Take each line from the material below that includes the string "crate" and copy it.

================

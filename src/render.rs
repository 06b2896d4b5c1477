//! One closest-hit query per pixel, on the CPU.

use log::trace;
#[cfg(feature = "rayon")]
use rayon::prelude::*;

use crate::bvh::Hit;
use crate::camera::Camera;
use crate::tlas::Scene;

/// Traces the primary ray of every pixel of `camera` through `scene`. Hits are returned
/// row-major, `hits[y * width + x]`.
///
/// # Examples
/// ```
/// use photon_bvh::bvh::BuildOptions;
/// use photon_bvh::camera::Camera;
/// use photon_bvh::render::trace_hits;
/// use photon_bvh::tlas::{Mesh, Scene};
/// use photon_bvh::{Matrix4, Point3, Vector3};
///
/// let positions = [
///     Point3::new(-1.0, -1.0, 0.0),
///     Point3::new(1.0, -1.0, 0.0),
///     Point3::new(0.0, 1.0, 0.0),
/// ];
/// let mut scene = Scene::new();
/// let mesh = scene.add_mesh(Mesh::from_indexed(&positions, &[0, 1, 2], &BuildOptions::default()).unwrap());
/// scene.add_instance(mesh, Matrix4::identity()).unwrap();
/// scene.commit().unwrap();
///
/// let camera = Camera::new(4, 4, 90.0, Point3::new(0.0, 0.0, 1.0), Point3::origin(), Vector3::y());
/// let hits = trace_hits(&camera, &scene);
/// assert_eq!(hits.len(), 16);
/// assert!(hits[2 * 4 + 2].is_hit());
/// assert!(!hits[0].is_hit());
/// ```
pub fn trace_hits(camera: &Camera, scene: &Scene) -> Vec<Hit> {
    let width = camera.width as usize;
    let trace_pixel = |pixel: usize| {
        let mut ray = camera.ray_gen((pixel % width) as u32, (pixel / width) as u32);
        scene.intersect(&mut ray)
    };

    #[cfg(feature = "rayon")]
    let hits: Vec<Hit> = (0..camera.pixel_count())
        .into_par_iter()
        .map(trace_pixel)
        .collect();

    #[cfg(not(feature = "rayon"))]
    let hits: Vec<Hit> = (0..camera.pixel_count()).map(trace_pixel).collect();

    trace!(
        "Traced {}x{} pixels, {} hits",
        camera.width,
        camera.height,
        hits.iter().filter(|hit| hit.is_hit()).count()
    );
    hits
}

/// False color of a hit, stable per instance and primitive. Misses are black.
pub fn debug_color(hit: &Hit) -> [u8; 3] {
    if !hit.is_hit() {
        return [0, 0, 0];
    }
    let mut x = hit.primitive_index.wrapping_mul(0x9e37_79b9) ^ hit.instance_index.rotate_left(16);
    x ^= x >> 15;
    x = x.wrapping_mul(0x2c1b_3c6d);
    x ^= x >> 12;
    // Keep every channel away from black.
    let channel = |shift: u32| 64 + ((x >> shift) & 0xff) as u8 % 192;
    [channel(0), channel(8), channel(16)]
}

#[cfg(test)]
mod tests {
    use crate::bvh::{BuildOptions, Hit};
    use crate::camera::Camera;
    use crate::render::{debug_color, trace_hits};
    use crate::testbase::load_octahedron_scene;
    use crate::tlas::{Mesh, Scene};
    use crate::{Matrix4, Point3, Vector3, INVALID_INDEX};

    fn octahedron_scene() -> Scene {
        let mut scene = Scene::new();
        let mesh = scene.add_mesh(Mesh::new(load_octahedron_scene(), &BuildOptions::default()).unwrap());
        scene.add_instance(mesh, Matrix4::identity()).unwrap();
        scene
            .add_instance(mesh, Matrix4::new_translation(&Vector3::new(3.0, 0.0, 0.0)))
            .unwrap();
        scene.commit().unwrap();
        scene
    }

    #[test]
    fn test_trace_hits_is_row_major() {
        let scene = octahedron_scene();
        let camera = Camera::new(
            16,
            9,
            50.0,
            Point3::new(1.5, 3.0, 10.0),
            Point3::new(1.5, 1.0, 0.0),
            Vector3::y(),
        );
        let hits = trace_hits(&camera, &scene);
        assert_eq!(hits.len(), 16 * 9);
        for y in 0..camera.height {
            for x in 0..camera.width {
                let mut ray = camera.ray_gen(x, y);
                let expected = scene.intersect(&mut ray);
                assert_eq!(hits[(y * camera.width + x) as usize], expected);
            }
        }
        assert!(hits.iter().any(|hit| hit.instance_index == 0));
        assert!(hits.iter().any(|hit| hit.instance_index == 1));
    }

    #[test]
    fn test_debug_color() {
        assert_eq!(debug_color(&Hit::default()), [0, 0, 0]);
        let hit = |primitive_index, instance_index| Hit {
            primitive_index,
            instance_index,
            t: 1.0,
            ..Hit::default()
        };
        let color = debug_color(&hit(3, INVALID_INDEX));
        assert!(color.iter().all(|&channel| channel >= 64));
        assert_eq!(color, debug_color(&hit(3, INVALID_INDEX)));
        assert_ne!(debug_color(&hit(3, 0)), debug_color(&hit(4, 0)));
    }
}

================

**WRITTEN SOLUTION**
use crate::bvh::Hit;
use crate::camera::Camera;
use crate::tlas::Scene;
    use crate::bvh::{BuildOptions, Hit};
    use crate::camera::Camera;
    use crate::render::{debug_color, trace_hits};
    use crate::testbase::load_octahedron_scene;
    use crate::tlas::{Mesh, Scene};
    use crate::{Matrix4, Point3, Vector3, INVALID_INDEX};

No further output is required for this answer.